指定難病「視神経脊髄炎スペクトラム障害」(NMOSD)について知り、当事者や家族がつながろうと、NPO法人「日本視神経脊髄炎患者会」(東京都、坂井田真実子理事長)は、このほど那覇市久茂地の富士通Naha Hubでイベント「みんなに会いに行く」(共催・中外製薬)を開いた。沖縄では初開催。医師による講演やオンラインを併用した全国の患者同士の交流会も開かれ、55人が参加した。
NMOSDは視神経や脊髄、脳の中心部に炎症を繰り返す自己免疫疾患。症状は視力低下や運動障害、感覚障害、持続するしゃっくりや吐き気、過眠症などがある。

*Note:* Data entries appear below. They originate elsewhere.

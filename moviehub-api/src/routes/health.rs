/// Liveness probe
///
/// ```text
/// GET /health
///
/// { "status": "healthy", "version": "0.1.0", "database": "connected" }
/// ```
///
/// Always 200; an unreachable database shows up as `"status": "degraded"`.

use crate::app::AppState;
use axum::{extract::State, Json};
use moviehub_shared::db::pool;
use serde::Serialize;
use tracing::warn;

#[derive(Debug, Clone, Copy, PartialEq, Eq, Serialize)]
#[serde(rename_all = "lowercase")]
pub enum ServiceStatus {
    Healthy,
    Degraded,
}

#[derive(Debug, Clone, Copy, PartialEq, Eq, Serialize)]
#[serde(rename_all = "lowercase")]
pub enum DatabaseStatus {
    Connected,
    Disconnected,
}

#[derive(Debug, Serialize)]
pub struct HealthResponse {
    pub status: ServiceStatus,
    pub version: &'static str,
    pub database: DatabaseStatus,
}

impl HealthResponse {
    fn from_database(database: DatabaseStatus) -> Self {
        let status = match database {
            DatabaseStatus::Connected => ServiceStatus::Healthy,
            DatabaseStatus::Disconnected => ServiceStatus::Degraded,
        };

        Self {
            status,
            version: env!("CARGO_PKG_VERSION"),
            database,
        }
    }
}

pub async fn health_check(State(state): State<AppState>) -> Json<HealthResponse> {
    let database = match pool::health_check(&state.db).await {
        Ok(()) => DatabaseStatus::Connected,
        Err(e) => {
            warn!(error = %e, "Database health check failed");
            DatabaseStatus::Disconnected
        }
    };

    Json(HealthResponse::from_database(database))
}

2015年に診断基準が確立し、有病率は10万人に3~4人。患者数は全国で約6500人とされる。患者の90%が女性。発症平均年齢は40歳前後が多いが、小児から高齢者まで発症する。慢性進行はないものの、1回の発症が脳卒中のように重度なため、発作や再発を防ぐことが重要になる。
講演した大浜第一病院脳神経内科の城本高志医師は、患者の65.4%は慢性的な痛みがあるとする調査結果や、患者の39.8%(166例中66例)がうつ病に罹患(りかん)していたとするデータを紹介した。発症を防ぐための手立てとして適度な運動や十分な睡眠、バランスの取れた食事を取ることなどを上げた。
城本氏は「おかしいなと思ったらすぐに病院を受診してほしい。社会のつながりの維持やストレス管理も大切だ」と語った。